§ **WHAT TO PRODUCE**:
What you return must be every line below that includes the word "derive".

(Collected data entries)
..............................

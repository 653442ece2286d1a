use serde::{Deserialize, Serialize};

/// Sentinel for missing scalar data (pupil diameter, coordinates).
pub const INVALID: f64 = -1.0;

/// Sentinel gaze position meaning "no eye produced a valid point".
/// Screen pixel (-1, -1) is outside the display and cannot occur validly.
pub const INVALID_PAIR: (f64, f64) = (INVALID, INVALID);

/// Per-eye record inside a raw tracker sample.
#[derive(Clone, Debug, Serialize, Deserialize)]
pub struct EyeSample {
    pub gaze_origin_valid: bool,
    pub gaze_point_valid: bool,
    pub pupil_valid: bool,
    /// Gaze point on the display area, normalized to [0,1] x [0,1].
    pub gaze_point: (f64, f64),
    /// Pupil diameter in millimeters.
    pub pupil_diameter: f64,
    /// Eye origin depth in the user coordinate system, millimeters from the
    /// tracker. Used for eye-distance reporting.
    pub origin_z_mm: f64,
}

impl EyeSample {
    pub fn invalid() -> Self {
        Self {
            gaze_origin_valid: false,
            gaze_point_valid: false,
            pupil_valid: false,
            gaze_point: INVALID_PAIR,
            pupil_diameter: INVALID,
            origin_z_mm: INVALID,
        }
    }

    pub fn at(x: f64, y: f64) -> Self {
        Self {
            gaze_origin_valid: true,
            gaze_point_valid: true,
            pupil_valid: false,
            gaze_point: (x, y),
            pupil_diameter: INVALID,
            origin_z_mm: 600.0,
        }
    }

    pub fn with_pupil(mut self, diameter_mm: f64) -> Self {
        self.pupil_valid = true;
        self.pupil_diameter = diameter_mm;
        self
    }
}

/// One binocular sample as delivered by the tracker callback.
/// Immutable once received.
#[derive(Clone, Debug, Serialize, Deserialize)]
pub struct RawGazeSample {
    /// Device clock, microseconds. Monotonic but not wall time.
    pub device_timestamp_us: u64,
    pub left: EyeSample,
    pub right: EyeSample,
}

impl RawGazeSample {
    pub fn new(device_timestamp_us: u64, left: EyeSample, right: EyeSample) -> Self {
        Self {
            device_timestamp_us,
            left,
            right,
        }
    }

    /// Mean distance from the tracker to the valid eye origins, centimeters.
    /// Returns None when neither origin is valid.
    pub fn eye_distance_cm(&self) -> Option<f64> {
        let mut distances = Vec::with_capacity(2);
        if self.left.gaze_origin_valid {
            distances.push(self.left.origin_z_mm / 10.0);
        }
        if self.right.gaze_origin_valid {
            distances.push(self.right.origin_z_mm / 10.0);
        }
        if distances.is_empty() {
            None
        } else {
            Some(distances.iter().sum::<f64>() / distances.len() as f64)
        }
    }
}

/// Combined gaze sample in screen coordinates, produced by the aggregator.
#[derive(Clone, Debug, PartialEq, Serialize, Deserialize)]
pub struct GazeSample {
    /// Milliseconds since recording start.
    pub t_ms: f64,
    /// Screen position in pixels, or INVALID_PAIR.
    pub x: f64,
    pub y: f64,
    /// Pupil diameter in millimeters, or INVALID.
    pub pupil: f64,
}

impl GazeSample {
    pub fn is_valid(&self) -> bool {
        (self.x, self.y) != INVALID_PAIR
    }

    pub fn position(&self) -> (f64, f64) {
        (self.x, self.y)
    }
}

/// Physical and pixel dimensions of the display, set once per session.
#[derive(Clone, Copy, Debug, Serialize, Deserialize)]
pub struct DisplayGeometry {
    pub pixel_width: f64,
    pub pixel_height: f64,
    pub physical_width_cm: f64,
    pub physical_height_cm: f64,
    pub viewing_distance_cm: f64,
}

/// Normalized on-screen position shown during calibration/validation.
#[derive(Clone, Copy, Debug, PartialEq, Serialize, Deserialize)]
pub struct CalibrationTarget {
    pub x: f64,
    pub y: f64,
}

impl CalibrationTarget {
    pub fn new(x: f64, y: f64) -> Self {
        Self { x, y }
    }

    /// The canonical five-point layout: four corners inset 10% plus center.
    /// All points stay within [0.1, 0.9] of each axis to avoid tracker edge
    /// artifacts.
    pub fn standard_five() -> [CalibrationTarget; 5] {
        [
            CalibrationTarget::new(0.1, 0.1),
            CalibrationTarget::new(0.9, 0.1),
            CalibrationTarget::new(0.5, 0.5),
            CalibrationTarget::new(0.1, 0.9),
            CalibrationTarget::new(0.9, 0.9),
        ]
    }
}

/// A completed fixation. The anchor is the position at fixation start, not a
/// centroid of the samples that followed.
#[derive(Clone, Debug, PartialEq, Serialize, Deserialize)]
pub struct FixationEvent {
    pub start_ms: f64,
    pub end_ms: f64,
    pub anchor_x: f64,
    pub anchor_y: f64,
}

impl FixationEvent {
    pub fn duration_ms(&self) -> f64 {
        self.end_ms - self.start_ms
    }
}
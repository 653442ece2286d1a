use thiserror::Error;

/// Gaze tracker error types
#[derive(Error, Debug, Clone, PartialEq)]
pub enum GazeTrackerError {
    #[error("No eye tracker found")]
    DeviceNotFound,

    #[error("Invalid display geometry: {0}")]
    InvalidGeometry(String),

    #[error("Insufficient data: {0}")]
    InsufficientData(String),

    #[error("Calibration incomplete: {0}")]
    CalibrationIncomplete(String),

    #[error("Recording already running")]
    AlreadyRecording,

    #[error("Not recording")]
    NotRecording,

    #[error("Sample stream closed")]
    StreamClosed,

    #[error("Timed out waiting for samples")]
    Timeout,
}

/// Result type for tracker operations
pub type Result<T> = std::result::Result<T, GazeTrackerError>;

..............................

§ **RESULT**:
#[derive(Clone, Debug, Serialize, Deserialize)]
#[derive(Clone, Debug, Serialize, Deserialize)]
#[derive(Clone, Debug, PartialEq, Serialize, Deserialize)]
#[derive(Clone, Copy, Debug, Serialize, Deserialize)]
#[derive(Clone, Copy, Debug, PartialEq, Serialize, Deserialize)]
#[derive(Clone, Debug, PartialEq, Serialize, Deserialize)]
#[derive(Error, Debug, Clone, PartialEq)]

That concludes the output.